Nujoma can have his day in court

STAFF REPORTER

LAWYERS for The Namibian have filed notice of intention to defend in response to a summons served on the newspaper by former President Sam Nujoma, and so the Swapo President can have his day in court.

Nujoma is suing The Namibian for N$5 million.

He claims that the newspaper implied he was a corrupt leader because it reported on an affidavit submitted to the High Court during last year's Avid-SSC inquiry.

In the summons, lawyers for Nujoma, Sisa Namandje & Co, claim that in a report published on August 10 2005, headlined 'Nujoma named in Avid Scandal', The Namibian alleged that he had abused his position as head of state to advance personal financial interests; that he was a corrupt leader; that he wanted to conceal his corrupt dealings in Avid and State entities such as the Social Security Commission; and that he was a person of low moral scruple.

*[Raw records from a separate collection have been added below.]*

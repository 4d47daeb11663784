/*******************************************************************************
*   (c) 2020 ZondaX GmbH
*
*  Licensed under the Apache License, Version 2.0 (the "License");
*  you may not use this file except in compliance with the License.
*  You may obtain a copy of the License at
*
*      http://www.apache.org/licenses/LICENSE-2.0
*
*  Unless required by applicable law or agreed to in writing, software
*  distributed under the License is distributed on an "AS IS" BASIS,
*  WITHOUT WARRANTIES OR CONDITIONS OF ANY KIND, either express or implied.
*  See the License for the specific language governing permissions and
*  limitations under the License.
********************************************************************************/
//! Error types and status word mapping

use std::fmt::{Debug, Display};

use crate::params::{sw, ProtocolVersion};

/// Logical operation a frame belongs to, carried in errors for diagnostics
#[derive(Debug, Clone, Copy, PartialEq, Eq, strum::Display)]
#[strum(serialize_all = "snake_case")]
pub enum Operation {
    /// Platform get-app-and-version
    GetAppAndVersion,
    /// App version
    GetVersion,
    /// Public key retrieval
    GetPublicKey,
    /// Two-step hash signing
    SignHash,
    /// Legacy transaction envelope signing
    SignTx,
    /// Invoke V3 signing
    SignInvokeV3,
    /// Invoke V1 signing
    SignInvokeV1,
    /// DeployAccount V3 signing
    SignDeployAccountV3,
    /// DeployAccount V1 signing
    SignDeployAccountV1,
    /// Pedersen hash
    PedersenHash,
    /// Poseidon hash
    PoseidonHash,
}

/// Structured condition for a non-success status word
#[derive(Debug, Clone, Copy, PartialEq, Eq, thiserror::Error)]
pub enum DeviceError {
    /// Class byte rejected
    #[error("class not supported")]
    ClaNotSupported,
    /// Instruction byte rejected
    #[error("instruction not supported")]
    InsNotSupported,
    /// p1/p2 rejected
    #[error("wrong p1/p2 parameters")]
    WrongP1P2,
    /// Command length rejected
    #[error("wrong command length")]
    WrongApduLength,
    /// Response would not fit
    #[error("wrong response length")]
    WrongResponseLength,
    /// BIP32 path display failed
    #[error("failed to display BIP32 path")]
    DisplayBip32PathFail,
    /// Address display failed
    #[error("failed to display address")]
    DisplayAddressFail,
    /// Amount display failed
    #[error("failed to display amount")]
    DisplayAmountFail,
    /// Transaction length rejected
    #[error("wrong transaction length")]
    WrongTxLength,
    /// Transaction could not be parsed
    #[error("transaction parsing failed")]
    TxParsingFail,
    /// Transaction could not be hashed
    #[error("transaction hashing failed")]
    TxHashFail,
    /// Command arrived out of sequence
    #[error("app is in a bad state")]
    BadState,
    /// Signing failed on the device
    #[error("signature failed")]
    SignatureFail,
    /// The user rejected the request on screen
    #[error("denied by the user")]
    UserDenied,
    /// Any other status word
    #[error("unknown status word 0x{0:04X}")]
    UnknownStatus(u16),
}

impl DeviceError {
    /// Map a non-success status word for the given protocol revision
    pub fn from_status(status: u16, protocol: ProtocolVersion) -> Self {
        match status {
            sw::CLA_NOT_SUPPORTED => DeviceError::ClaNotSupported,
            sw::INS_NOT_SUPPORTED => DeviceError::InsNotSupported,
            sw::WRONG_P1P2 => DeviceError::WrongP1P2,
            sw::WRONG_APDU_LENGTH => DeviceError::WrongApduLength,
            sw::DENY => DeviceError::UserDenied,
            sw::DENY_V1 if protocol == ProtocolVersion::V1 => DeviceError::UserDenied,
            sw::WRONG_RESPONSE_LENGTH => DeviceError::WrongResponseLength,
            sw::DISPLAY_BIP32_PATH_FAIL => DeviceError::DisplayBip32PathFail,
            sw::DISPLAY_ADDRESS_FAIL => DeviceError::DisplayAddressFail,
            sw::DISPLAY_AMOUNT_FAIL => DeviceError::DisplayAmountFail,
            sw::WRONG_TX_LENGTH => DeviceError::WrongTxLength,
            sw::TX_PARSING_FAIL => DeviceError::TxParsingFail,
            sw::TX_HASH_FAIL => DeviceError::TxHashFail,
            sw::BAD_STATE => DeviceError::BadState,
            sw::SIGNATURE_FAIL => DeviceError::SignatureFail,
            other => DeviceError::UnknownStatus(other),
        }
    }
}

/// Malformed or wrong-length reply payload
#[derive(Debug, Clone, PartialEq, Eq, thiserror::Error)]
pub enum DecodeError {
    /// Fewer bytes left than the field needs
    #[error("truncated buffer: needed {needed} bytes, {remaining} left")]
    TruncatedBuffer {
        /// Bytes required by the field
        needed: usize,
        /// Bytes left in the buffer
        remaining: usize,
    },
    /// Bytes left over after the last field
    #[error("{0} unexpected trailing bytes")]
    TrailingBytes(usize),
    /// Fixed-size reply of the wrong size
    #[error("invalid length: expected {expected}, got {actual}")]
    InvalidLength {
        /// Expected reply length
        expected: usize,
        /// Actual reply length
        actual: usize,
    },
    /// Announced length does not match the data that follows
    #[error("announced length {announced} does not match {actual} bytes")]
    LengthMismatch {
        /// Length byte as sent by the device
        announced: usize,
        /// Bytes actually present
        actual: usize,
    },
    /// String field is not ASCII
    #[error("field is not valid ASCII")]
    InvalidAscii,
    /// 32 byte value is not below the field prime
    #[error("0x{0} is not a field element")]
    InvalidFieldElement(String),
}

/// Unparseable derivation path
#[derive(Debug, Clone, PartialEq, Eq, thiserror::Error)]
pub enum PathError {
    /// Nothing to parse
    #[error("empty derivation path")]
    Empty,
    /// Segment is not a non-negative integer with an optional apostrophe
    #[error("invalid path segment '{0}'")]
    InvalidSegment(String),
    /// Segment does not fit in 31 bits
    #[error("path segment '{0}' is out of range (bigger than 0x7FFF_FFFF)")]
    OutOfRange(String),
}

/// Request rejected locally before any transmission
#[derive(Debug, Clone, PartialEq, Eq, thiserror::Error)]
pub enum BuildError {
    /// Invalid derivation path
    #[error(transparent)]
    Path(#[from] PathError),
    /// Payload does not fit a single frame
    #[error("payload of {len} bytes exceeds the {max} bytes frame limit")]
    PayloadTooLarge {
        /// Payload length
        len: usize,
        /// Frame limit
        max: usize,
    },
    /// A length-prefixed field is too long for its length byte or frame
    #[error("{field} is too long ({len} bytes, at most {max})")]
    FieldTooLong {
        /// Field name
        field: &'static str,
        /// Field length
        len: usize,
        /// Maximum length
        max: usize,
    },
    /// More frames than the sequence byte can number
    #[error("{0} frames exceed the 256 frames sequence limit")]
    TooManyFrames(usize),
    /// Nothing to send
    #[error("empty frame sequence")]
    NoFrames,
    /// Field element text could not be parsed or is not below the field prime
    #[error("invalid field element '{0}'")]
    InvalidFieldElement(String),
    /// Field the app does not support yet was filled in
    #[error("{field} must be empty, got {len} elements")]
    NotEmpty {
        /// Field name
        field: &'static str,
        /// Number of elements given
        len: usize,
    },
    /// Calldata name is not ASCII
    #[error("calldata name '{0}' is not ASCII")]
    NonAsciiName(String),
}

/// Ledger App Error
#[derive(Debug, thiserror::Error)]
pub enum Error<E: Display + Debug> {
    /// Transport I/O failure
    #[error("Transport error: {0}")]
    Transport(E),

    /// Device answered with a non-success status word
    #[error("{operation} failed at frame {frame} with status 0x{status:04X}: {kind}")]
    Status {
        /// Operation being performed
        operation: Operation,
        /// Index of the frame that produced the status
        frame: usize,
        /// Raw status word
        status: u16,
        /// Mapped condition
        kind: DeviceError,
    },

    /// Reply payload could not be decoded
    #[error("invalid {operation} response: {source}")]
    Decode {
        /// Operation being performed
        operation: Operation,
        /// Decoder failure
        source: DecodeError,
    },

    /// Invalid derivation path
    #[error("invalid derivation path: {0}")]
    Path(PathError),

    /// Request could not be framed
    #[error("invalid request: {0}")]
    Build(BuildError),

    /// Operation not implemented by the selected protocol revision
    #[error("{operation} is not supported by protocol {protocol}")]
    Unsupported {
        /// Operation requested
        operation: Operation,
        /// Selected revision
        protocol: ProtocolVersion,
    },

    /// Device did not answer in time
    #[error("Timeout waiting for device response")]
    RequestTimeout,

    /// User did not act on the device in time
    #[error("Timeout waiting for user interaction")]
    UserTimeout,

    /// Exchange task ended without a reply
    #[error("exchange was cancelled before the device answered")]
    Cancelled,
}

impl<E: Display + Debug> Error<E> {
    /// True when the user rejected the request on the device
    pub fn is_user_denied(&self) -> bool {
        matches!(
            self,
            Error::Status {
                kind: DeviceError::UserDenied,
                ..
            }
        )
    }

    /// Mapped device condition, if the failure came from a status word
    pub fn device_error(&self) -> Option<DeviceError> {
        match self {
            Error::Status { kind, .. } => Some(*kind),
            _ => None,
        }
    }
}

impl<E: Display + Debug> From<BuildError> for Error<E> {
    fn from(e: BuildError) -> Self {
        match e {
            BuildError::Path(p) => Error::Path(p),
            other => Error::Build(other),
        }
    }
}

impl<E: Display + Debug> From<PathError> for Error<E> {
    fn from(e: PathError) -> Self {
        Error::Path(e)
    }
}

The report, written by senior journalist Werner Menges, quoted from an affidavit submitted to a Companies Act hearing by Avril Green, former manager at the Social Security Commission (SSC).

The inquiry was set up to probe an abortive N$30 million investment the SSC made with greenhorn investment company, Avid.

The Green affidavit forms the basis of the President's action against The Namibian.

It alleged that the SSC man had been approached by Ralph Blaauw, former Swapo MP and acting Secretary General of the National Youth Council on January 3 last year.

Blaauw had reportedly told Green that 80 per cent of the shares in Avid were owned by the Swapo Youth League, which resorted under the President of Namibia.

"He [Blaauw] also told me that the President had a share in the company but that it would not be disclosed anywhere," Green said in the affidavit.

This allegation was widely published both in Namibia and abroad.

Meanwhile, organisations including the Media Institute of Namibia (Misa) and the National Society for Human Rights (NSHR) have slammed the Nujoma lawsuit, viewing the act as "intimidation".

Misa said that The Namibian had merely been "reporting on information already in the public domain; information that was made available in a public hearing and which is contained in a sworn affidavit that was filed with the court".